§ **To do**
Restate all of the entries exactly, each line as it stands.

[Data for this task Boundary: Start]

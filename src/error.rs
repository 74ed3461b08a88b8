use std::{io, path::PathBuf};

use thiserror::Error;

/// Crate-wide result alias.
pub type Result<T> = std::result::Result<T, Error>;

#[derive(Debug, Error)]
pub enum Error {
    #[error("configuration error: {0}")]
    Config(String),

    #[error("authentication error: {0}")]
    Auth(String),

    #[error("cannot access {}: {source}", .path.display())]
    Io {
        path: PathBuf,
        #[source]
        source: io::Error,
    },

    #[error("cannot decode {}: {source}", .path.display())]
    Decode {
        path: PathBuf,
        #[source]
        source: serde_json::Error,
    },

    #[error("cannot encode {}: {source}", .path.display())]
    Encode {
        path: PathBuf,
        #[source]
        source: serde_json::Error,
    },

    #[error("Spotify API request failed: {0}")]
    Remote(#[from] reqwest::Error),
}

impl Error {
    pub(crate) fn io(path: impl Into<PathBuf>, source: io::Error) -> Self {
        Error::Io {
            path: path.into(),
            source,
        }
    }

    pub(crate) fn decode(path: impl Into<PathBuf>, source: serde_json::Error) -> Self {
        Error::Decode {
            path: path.into(),
            source,
        }
    }

    pub(crate) fn encode(path: impl Into<PathBuf>, source: serde_json::Error) -> Self {
        Error::Encode {
            path: path.into(),
            source,
        }
    }
}
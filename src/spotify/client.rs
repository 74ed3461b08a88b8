use reqwest::Client;
use serde::de::DeserializeOwned;
use tokio::sync::Mutex;

use crate::{
    Result, config,
    diff::TrackSearch,
    management::TokenManager,
    spotify::pages::{PageSource, Paginator},
    types::{
        Collection, Credentials, Paging, PlaylistTrackItem, SavedTrackItem, SearchResponse,
        TrackInfo,
    },
};

const SAVED_TRACKS_PAGE_SIZE: u64 = 50;
const PLAYLISTS_PAGE_SIZE: u64 = 50;
const PLAYLIST_TRACKS_PAGE_SIZE: u64 = 100;
const PLAYLIST_TRACKS_FIELDS: &str = "items(track(id,name,artists(name))),total,next";

/// Authenticated handle on the Spotify Web API.
///
/// Every request asks the [`TokenManager`] for a valid access token first, so
/// long runs survive a token expiring halfway through.
pub struct SpotifyClient {
    http: Client,
    api_url: String,
    credentials: Credentials,
    tokens: Mutex<TokenManager>,
}

impl SpotifyClient {
    pub fn new(credentials: Credentials, tokens: TokenManager) -> Self {
        Self {
            http: Client::new(),
            api_url: config::spotify_apiurl(),
            credentials,
            tokens: Mutex::new(tokens),
        }
    }

    pub fn with_api_url(mut self, api_url: impl Into<String>) -> Self {
        self.api_url = api_url.into();
        self
    }

    async fn get_json<T: DeserializeOwned>(&self, path: &str, query: &[(&str, String)]) -> Result<T> {
        let token = self
            .tokens
            .lock()
            .await
            .get_valid_token(&self.credentials)
            .await?;

        let url = format!("{uri}{path}", uri = self.api_url, path = path);
        let response = self
            .http
            .get(&url)
            .query(query)
            .bearer_auth(token)
            .send()
            .await?
            .error_for_status()?;

        Ok(response.json::<T>().await?)
    }

    /// All tracks of the user's library ("Liked Songs").
    pub async fn saved_tracks(&self, progress: impl FnMut(u64, u64)) -> Result<Vec<TrackInfo>> {
        let items = Paginator::new(&SavedTracksPages { client: self })
            .collect_all(progress)
            .await?;

        Ok(items
            .into_iter()
            .filter_map(|item| item.track.into_track_info())
            .collect())
    }

    /// All playlists of the current user, in the order Spotify lists them.
    /// `null` entries in a page are dropped.
    pub async fn playlists(&self) -> Result<Vec<Collection>> {
        let items = Paginator::new(&PlaylistPages { client: self })
            .collect_all(|_, _| {})
            .await?;

        Ok(items.into_iter().flatten().collect())
    }

    pub async fn playlist_tracks(&self, playlist_id: &str) -> Result<Vec<TrackInfo>> {
        let items = Paginator::new(&PlaylistTrackPages {
            client: self,
            playlist_id,
        })
        .collect_all(|_, _| {})
        .await?;

        Ok(items
            .into_iter()
            .filter_map(|item| item.track.and_then(|t| t.into_track_info()))
            .collect())
    }

    /// Free-text track search, first page only.
    pub async fn search(&self, query: &str) -> Result<Vec<TrackInfo>> {
        let res: SearchResponse = self
            .get_json(
                "/search",
                &[("q", query.to_string()), ("type", "track".to_string())],
            )
            .await?;

        Ok(res
            .tracks
            .items
            .into_iter()
            .filter_map(|t| t.into_track_info())
            .collect())
    }
}

impl TrackSearch for SpotifyClient {
    async fn search_tracks(&self, query: &str) -> Result<Vec<TrackInfo>> {
        self.search(query).await
    }
}

fn page_query(offset: u64, limit: u64) -> Vec<(&'static str, String)> {
    vec![("limit", limit.to_string()), ("offset", offset.to_string())]
}

struct SavedTracksPages<'a> {
    client: &'a SpotifyClient,
}

impl PageSource for SavedTracksPages<'_> {
    type Item = SavedTrackItem;

    fn page_size(&self) -> u64 {
        SAVED_TRACKS_PAGE_SIZE
    }

    async fn fetch_page(&self, offset: u64, limit: u64) -> Result<Paging<SavedTrackItem>> {
        self.client
            .get_json("/me/tracks", &page_query(offset, limit))
            .await
    }
}

struct PlaylistPages<'a> {
    client: &'a SpotifyClient,
}

impl PageSource for PlaylistPages<'_> {
    type Item = Option<Collection>;

    fn page_size(&self) -> u64 {
        PLAYLISTS_PAGE_SIZE
    }

    async fn fetch_page(&self, offset: u64, limit: u64) -> Result<Paging<Option<Collection>>> {
        self.client
            .get_json("/me/playlists", &page_query(offset, limit))
            .await
    }
}

struct PlaylistTrackPages<'a> {
    client: &'a SpotifyClient,
    playlist_id: &'a str,
}

impl PageSource for PlaylistTrackPages<'_> {
    type Item = PlaylistTrackItem;

    fn page_size(&self) -> u64 {
        PLAYLIST_TRACKS_PAGE_SIZE
    }

    async fn fetch_page(&self, offset: u64, limit: u64) -> Result<Paging<PlaylistTrackItem>> {
        let mut query = page_query(offset, limit);
        query.push(("fields", PLAYLIST_TRACKS_FIELDS.to_string()));

        self.client
            .get_json(
                &format!("/playlists/{id}/tracks", id = self.playlist_id),
                &query,
            )
            .await
    }
}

[Data for this task Boundary: End]

§ **Problem solution**
filename src/error.rs
repository 74ed3461b08a88b8
use std::{io, path::PathBuf};

use thiserror::Error;

/// Crate-wide result alias.
pub type Result<T> = std::result::Result<T, Error>;

#[derive(Debug, Error)]
pub enum Error {
    #[error("configuration error: {0}")]
    Config(String),

    #[error("authentication error: {0}")]
    Auth(String),

    #[error("cannot access {}: {source}", .path.display())]
    Io {
        path: PathBuf,
        #[source]
        source: io::Error,
    },

    #[error("cannot decode {}: {source}", .path.display())]
    Decode {
        path: PathBuf,
        #[source]
        source: serde_json::Error,
    },

    #[error("cannot encode {}: {source}", .path.display())]
    Encode {
        path: PathBuf,
        #[source]
        source: serde_json::Error,
    },

    #[error("Spotify API request failed: {0}")]
    Remote(#[from] reqwest::Error),
}

impl Error {
    pub(crate) fn io(path: impl Into<PathBuf>, source: io::Error) -> Self {
        Error::Io {
            path: path.into(),
            source,
        }
    }

    pub(crate) fn decode(path: impl Into<PathBuf>, source: serde_json::Error) -> Self {
        Error::Decode {
            path: path.into(),
            source,
        }
    }

    pub(crate) fn encode(path: impl Into<PathBuf>, source: serde_json::Error) -> Self {
        Error::Encode {
            path: path.into(),
            source,
        }
    }
}
filename src/spotify/client.rs
repository 74ed3461b08a88b8
use reqwest::Client;
use serde::de::DeserializeOwned;
use tokio::sync::Mutex;

use crate::{
    Result, config,
    diff::TrackSearch,
    management::TokenManager,
    spotify::pages::{PageSource, Paginator},
    types::{
        Collection, Credentials, Paging, PlaylistTrackItem, SavedTrackItem, SearchResponse,
        TrackInfo,
    },
};

const SAVED_TRACKS_PAGE_SIZE: u64 = 50;
const PLAYLISTS_PAGE_SIZE: u64 = 50;
const PLAYLIST_TRACKS_PAGE_SIZE: u64 = 100;
const PLAYLIST_TRACKS_FIELDS: &str = "items(track(id,name,artists(name))),total,next";

/// Authenticated handle on the Spotify Web API.
///
/// Every request asks the [`TokenManager`] for a valid access token first, so
/// long runs survive a token expiring halfway through.
pub struct SpotifyClient {
    http: Client,
    api_url: String,
    credentials: Credentials,
    tokens: Mutex<TokenManager>,
}

impl SpotifyClient {
    pub fn new(credentials: Credentials, tokens: TokenManager) -> Self {
        Self {
            http: Client::new(),
            api_url: config::spotify_apiurl(),
            credentials,
            tokens: Mutex::new(tokens),
        }
    }

    pub fn with_api_url(mut self, api_url: impl Into<String>) -> Self {
        self.api_url = api_url.into();
        self
    }

    async fn get_json<T: DeserializeOwned>(&self, path: &str, query: &[(&str, String)]) -> Result<T> {
        let token = self
            .tokens
            .lock()
            .await
            .get_valid_token(&self.credentials)
            .await?;

        let url = format!("{uri}{path}", uri = self.api_url, path = path);
        let response = self
            .http
            .get(&url)
            .query(query)
            .bearer_auth(token)
            .send()
            .await?
            .error_for_status()?;

        Ok(response.json::<T>().await?)
    }

    /// All tracks of the user's library ("Liked Songs").
    pub async fn saved_tracks(&self, progress: impl FnMut(u64, u64)) -> Result<Vec<TrackInfo>> {
        let items = Paginator::new(&SavedTracksPages { client: self })
            .collect_all(progress)
            .await?;

        Ok(items
            .into_iter()
            .filter_map(|item| item.track.into_track_info())
            .collect())
    }

    /// All playlists of the current user, in the order Spotify lists them.
    /// `null` entries in a page are dropped.
    pub async fn playlists(&self) -> Result<Vec<Collection>> {
        let items = Paginator::new(&PlaylistPages { client: self })
            .collect_all(|_, _| {})
            .await?;

        Ok(items.into_iter().flatten().collect())
    }

    pub async fn playlist_tracks(&self, playlist_id: &str) -> Result<Vec<TrackInfo>> {
        let items = Paginator::new(&PlaylistTrackPages {
            client: self,
            playlist_id,
        })
        .collect_all(|_, _| {})
        .await?;

        Ok(items
            .into_iter()
            .filter_map(|item| item.track.and_then(|t| t.into_track_info()))
            .collect())
    }

    /// Free-text track search, first page only.
    pub async fn search(&self, query: &str) -> Result<Vec<TrackInfo>> {
        let res: SearchResponse = self
            .get_json(
                "/search",
                &[("q", query.to_string()), ("type", "track".to_string())],
            )
            .await?;

        Ok(res
            .tracks
            .items
            .into_iter()
            .filter_map(|t| t.into_track_info())
            .collect())
    }
}

impl TrackSearch for SpotifyClient {
    async fn search_tracks(&self, query: &str) -> Result<Vec<TrackInfo>> {
        self.search(query).await
    }
}

fn page_query(offset: u64, limit: u64) -> Vec<(&'static str, String)> {
    vec![("limit", limit.to_string()), ("offset", offset.to_string())]
}

struct SavedTracksPages<'a> {
    client: &'a SpotifyClient,
}

impl PageSource for SavedTracksPages<'_> {
    type Item = SavedTrackItem;

    fn page_size(&self) -> u64 {
        SAVED_TRACKS_PAGE_SIZE
    }

    async fn fetch_page(&self, offset: u64, limit: u64) -> Result<Paging<SavedTrackItem>> {
        self.client
            .get_json("/me/tracks", &page_query(offset, limit))
            .await
    }
}

struct PlaylistPages<'a> {
    client: &'a SpotifyClient,
}

impl PageSource for PlaylistPages<'_> {
    type Item = Option<Collection>;

    fn page_size(&self) -> u64 {
        PLAYLISTS_PAGE_SIZE
    }

    async fn fetch_page(&self, offset: u64, limit: u64) -> Result<Paging<Option<Collection>>> {
        self.client
            .get_json("/me/playlists", &page_query(offset, limit))
            .await
    }
}

struct PlaylistTrackPages<'a> {
    client: &'a SpotifyClient,
    playlist_id: &'a str,
}

impl PageSource for PlaylistTrackPages<'_> {
    type Item = PlaylistTrackItem;

    fn page_size(&self) -> u64 {
        PLAYLIST_TRACKS_PAGE_SIZE
    }

    async fn fetch_page(&self, offset: u64, limit: u64) -> Result<Paging<PlaylistTrackItem>> {
        let mut query = page_query(offset, limit);
        query.push(("fields", PLAYLIST_TRACKS_FIELDS.to_string()));

        self.client
            .get_json(
                &format!("/playlists/{id}/tracks", id = self.playlist_id),
                &query,
            )
            .await
    }
}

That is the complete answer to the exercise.